=== Stored data entries ===
=====

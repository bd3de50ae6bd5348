//! # FoamKit Layout
//!
//! Canonical foam-part geometry and everything that produces or guards it.
//!
//! ## Components
//!
//! - **Layout Normalizer**: legacy single-layer or stacked input into one [`CanonicalLayout`]
//! - **Cavity Shape Resolver**: alias-tolerant cavity parsing with explicit shape precedence
//! - **Geometry Hash**: deterministic digest over geometric content only
//! - **Lock Gate**: refuses exports whose geometry drifted from a locked digest
//!
//! All lengths are inches. Field aliases are resolved once, here; downstream
//! crates only ever see canonical types.

pub mod cavity;
pub mod fields;
pub mod hash;
pub mod lock;
pub mod normalize;
pub mod types;

pub use cavity::{resolve_cavities, resolve_cavity};
pub use hash::{canonical_encoding, geometry_hash, GeometryHash};
pub use lock::{check_export_gate, compare_lock, LockComparison, LockState};
pub use normalize::{normalize_layout, resolve_layer, NormalizeHints};
pub use types::{
    Block, CanonicalLayout, Cavity, CavityShape, CornerTreatment, Layer, NormalizedPoint,
    SkipReason, Validated,
};
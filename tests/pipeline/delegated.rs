use foamkit::{
    pipeline_from_config, CavityRealization, Config, DelegatedService, DrawingOptions,
    ExportPipeline, ExportRequest, LocalKernel, SolidStrategy,
};
use foamkit_communication::{AbortHandle, SolidServiceClient};
use serde_json::{json, Value};
use std::time::Duration;
use wiremock::matchers::{body_partial_json, method, path};
use wiremock::{Mock, MockServer, ResponseTemplate};

fn entities_section(text: &str) -> &str {
    let start = text.find("ENTITIES").unwrap();
    let end = start + text[start..].find("ENDSEC").unwrap();
    &text[start..end]
}

const DOC: &str = "ISO-10303-21;\nHEADER;\nENDSEC;\nDATA;\nENDSEC;\nEND-ISO-10303-21;";

fn raw_layout() -> Value {
    json!({
        "block": { "lengthIn": 12, "widthIn": 9, "thicknessIn": 3 },
        "stack": [
            { "thicknessIn": 1, "cavities": [] },
            { "thicknessIn": 2, "label": "Top", "cavities": [
                { "shape": "roundedRect", "x": 0.1, "y": 0.1, "lengthIn": 4, "widthIn": 3, "depthIn": 1.5, "cornerRadiusIn": 0.25 }
            ] }
        ]
    })
}

fn delegated(server: &MockServer, timeout: Duration) -> ExportPipeline {
    let client = SolidServiceClient::new(format!("{}/build", server.uri()), timeout).unwrap();
    ExportPipeline::new(DrawingOptions::default(), Box::new(DelegatedService::new(client)))
}

#[tokio::test]
async fn test_delegated_solid_in_bundle() {
    let server = MockServer::start().await;
    Mock::given(method("POST"))
        .and(path("/build"))
        .and(body_partial_json(json!({ "quoteId": "Q-77", "materialLegend": "EVA" })))
        .respond_with(ResponseTemplate::new(200).set_body_json(json!({ "ok": true, "step": DOC })))
        .expect(1)
        .mount(&server)
        .await;

    let request = ExportRequest::new("Q-77", raw_layout()).with_material("EVA");
    let bundle = delegated(&server, Duration::from_secs(5))
        .export(&request, None)
        .await
        .unwrap()
        .unwrap();
    assert_eq!(bundle.solid.as_deref(), Some(DOC));
    assert!(bundle.drawing.is_some());
}

#[tokio::test]
async fn test_service_failure_keeps_2d_artifacts() {
    let server = MockServer::start().await;
    Mock::given(method("POST"))
        .respond_with(ResponseTemplate::new(500).set_body_string("boom"))
        .mount(&server)
        .await;

    let request = ExportRequest::new("Q-77", raw_layout());
    let remote = delegated(&server, Duration::from_secs(5))
        .export(&request, None)
        .await
        .unwrap()
        .unwrap();
    assert!(remote.solid.is_none());

    let local = ExportPipeline::new(
        DrawingOptions::default(),
        Box::new(LocalKernel::new(CavityRealization::BoundingBoxCut)),
    )
    .export(&request, None)
    .await
    .unwrap()
    .unwrap();

    // the 2D artifacts do not depend on the solid strategy
    assert_eq!(remote.drawing, local.drawing);
    assert_eq!(
        entities_section(remote.outline.as_deref().unwrap()),
        entities_section(local.outline.as_deref().unwrap())
    );
    assert_eq!(remote.geometry_hash, local.geometry_hash);
}

#[tokio::test]
async fn test_timeout_yields_no_solid() {
    let server = MockServer::start().await;
    Mock::given(method("POST"))
        .respond_with(
            ResponseTemplate::new(200)
                .set_body_string(DOC)
                .set_delay(Duration::from_secs(2)),
        )
        .mount(&server)
        .await;

    let request = ExportRequest::new("Q-77", raw_layout());
    let bundle = delegated(&server, Duration::from_millis(100))
        .export(&request, None)
        .await
        .unwrap()
        .unwrap();
    assert!(bundle.solid.is_none());
    assert!(bundle.outline.is_some());
}

#[tokio::test]
async fn test_cancelled_export_yields_no_solid() {
    let server = MockServer::start().await;
    Mock::given(method("POST"))
        .respond_with(
            ResponseTemplate::new(200)
                .set_body_string(DOC)
                .set_delay(Duration::from_secs(5)),
        )
        .mount(&server)
        .await;

    let (handle, registration) = AbortHandle::new_pair();
    tokio::spawn(async move {
        tokio::time::sleep(Duration::from_millis(50)).await;
        handle.abort();
    });

    let request = ExportRequest::new("Q-77", raw_layout());
    let bundle = delegated(&server, Duration::from_secs(30))
        .export(&request, Some(registration))
        .await
        .unwrap()
        .unwrap();
    assert!(bundle.solid.is_none());
}

#[test]
fn test_delegated_pipeline_from_config() {
    let mut config = Config::default();
    config.solid.strategy = SolidStrategy::Delegated;
    config.service.endpoint = Some("http://127.0.0.1:9/build".to_string());
    let pipeline = pipeline_from_config(&config, None).unwrap();
    assert_eq!(pipeline.strategy_name(), "delegated");

    config.service.endpoint = None;
    assert!(pipeline_from_config(&config, None).is_err());
}
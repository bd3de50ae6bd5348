use foamkit::{
    geometry_hash, normalize_layout, pipeline_from_config, CavityRealization, Config,
    DrawingOptions, ExportError, ExportPipeline, ExportRequest, LayoutError, LocalKernel,
    LockState, NormalizeHints,
};
use serde_json::{json, Value};
use tempfile::TempDir;

fn entities_section(text: &str) -> &str {
    let start = text.find("ENTITIES").unwrap();
    let end = start + text[start..].find("ENDSEC").unwrap();
    &text[start..end]
}

fn raw_layout() -> Value {
    json!({
        "block": { "lengthIn": 10, "widthIn": 8, "thicknessIn": 2 },
        "cavities": [
            { "shape": "rect", "x": 0.2, "y": 0.3, "lengthIn": 3, "widthIn": 2, "depthIn": 1, "label": "Camera" },
            { "shape": "circle", "x": 0.6, "y": 0.5, "diameterIn": 2, "depthIn": 1 }
        ]
    })
}

fn pipeline() -> ExportPipeline {
    ExportPipeline::new(
        DrawingOptions::default(),
        Box::new(LocalKernel::new(CavityRealization::BoundingBoxCut)),
    )
}

fn current_hash() -> foamkit::GeometryHash {
    geometry_hash(&normalize_layout(&raw_layout(), &NormalizeHints::default()).unwrap())
}

#[tokio::test]
async fn test_local_export_produces_all_artifacts() {
    let request = ExportRequest::new("Q-1001", raw_layout()).with_material("PE 1.7 lb");
    let bundle = pipeline().export(&request, None).await.unwrap().unwrap();

    let drawing = bundle.drawing.as_deref().unwrap();
    assert!(drawing.contains(">Quote: Q-1001</text>"));
    assert!(drawing.contains(">Material: PE 1.7 lb</text>"));

    let outline = bundle.outline.as_deref().unwrap();
    assert!(outline.contains("$INSUNITS"));
    assert!(!outline.contains("Quote"));

    let solid = bundle.solid.as_deref().unwrap();
    assert!(solid.starts_with("ISO-10303-21;"));
    assert!(solid.contains("CARTESIAN_POINT('',(50.8,60.96,25.4))"));
    assert!(solid.contains("Material: PE 1.7 lb"));

    assert_eq!(bundle.geometry_hash, current_hash());
}

#[tokio::test]
async fn test_unusable_layout_exports_nothing() {
    let request = ExportRequest::new("Q-1", json!({ "block": { "lengthIn": 10 } }));
    assert!(pipeline().export(&request, None).await.unwrap().is_none());

    let request = ExportRequest::new(
        "Q-2",
        json!({ "block": { "lengthIn": 10, "widthIn": 8, "thicknessIn": 2 }, "stack": [{ "thicknessIn": 0 }] }),
    );
    assert!(pipeline().export(&request, None).await.unwrap().is_none());
}

#[tokio::test]
async fn test_locked_quote_with_drift_is_refused() {
    let request = ExportRequest::new("Q-1", raw_layout()).with_lock(LockState::locked("deadbeef"));
    let err = pipeline().export(&request, None).await.unwrap_err();
    assert!(matches!(
        err,
        ExportError::Layout(LayoutError::GeometryDrift { ref stored, .. }) if stored == "deadbeef"
    ));
}

#[tokio::test]
async fn test_locked_quote_without_stored_hash_is_refused() {
    let lock = LockState {
        locked: true,
        stored_hash: None,
    };
    let request = ExportRequest::new("Q-1", raw_layout()).with_lock(lock);
    let err = pipeline().export(&request, None).await.unwrap_err();
    assert!(matches!(
        err,
        ExportError::Layout(LayoutError::MissingLockDigest { ref current }) if *current == current_hash().to_string()
    ));
}

#[tokio::test]
async fn test_locked_quote_without_drift_exports() {
    let request =
        ExportRequest::new("Q-1", raw_layout()).with_lock(LockState::locked(current_hash()));
    let bundle = pipeline().export(&request, None).await.unwrap().unwrap();
    assert!(bundle.solid.is_some());
}

#[tokio::test]
async fn test_label_edits_do_not_trip_the_lock() {
    let mut edited = raw_layout();
    edited["cavities"][0]["label"] = json!("Lens");
    let request = ExportRequest::new("Q-1", edited).with_lock(LockState::locked(current_hash()));
    assert!(pipeline().export(&request, None).await.unwrap().is_some());

    let mut moved = raw_layout();
    moved["cavities"][0]["x"] = json!(0.25);
    let request = ExportRequest::new("Q-1", moved).with_lock(LockState::locked(current_hash()));
    assert!(pipeline().export(&request, None).await.is_err());
}

#[tokio::test]
async fn test_bundle_written_to_directory() {
    let dir = TempDir::new().unwrap();
    let request = ExportRequest::new("Q-1001", raw_layout());
    let bundle = pipeline().export(&request, None).await.unwrap().unwrap();

    let written = bundle.write_to_dir(&dir.path().join("out")).unwrap();
    let names: Vec<String> = written
        .iter()
        .map(|p| p.file_name().unwrap().to_string_lossy().into_owned())
        .collect();
    assert_eq!(names, vec!["Q_1001.svg", "Q_1001.dxf", "Q_1001.step"]);

    let step = std::fs::read_to_string(dir.path().join("out").join("Q_1001.step")).unwrap();
    assert_eq!(Some(step), bundle.solid);
}

#[tokio::test]
async fn test_repeated_exports_are_identical_apart_from_timestamp() {
    let request = ExportRequest::new("Q-1001", raw_layout());
    let first = pipeline().export(&request, None).await.unwrap().unwrap();
    let second = pipeline().export(&request, None).await.unwrap().unwrap();
    assert_eq!(first.drawing, second.drawing);
    assert_eq!(
        entities_section(first.outline.as_deref().unwrap()),
        entities_section(second.outline.as_deref().unwrap())
    );
    assert_eq!(first.geometry_hash, second.geometry_hash);
}

#[test]
fn test_pipeline_requires_realization_choice() {
    let config = Config::default();
    assert!(pipeline_from_config(&config, None).is_err());

    let pipeline = pipeline_from_config(&config, Some(CavityRealization::VisualOverlay)).unwrap();
    assert_eq!(pipeline.strategy_name(), "local");

    let mut config = Config::default();
    config.solid.realization = Some(CavityRealization::BoundingBoxCut);
    assert!(pipeline_from_config(&config, None).is_ok());
}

=====

=== EXERCISE ===
Please count the lines above that hold the string "edited" and reply with the number alone.

=== SOLUTION FOR THIS PROBLEM ===
3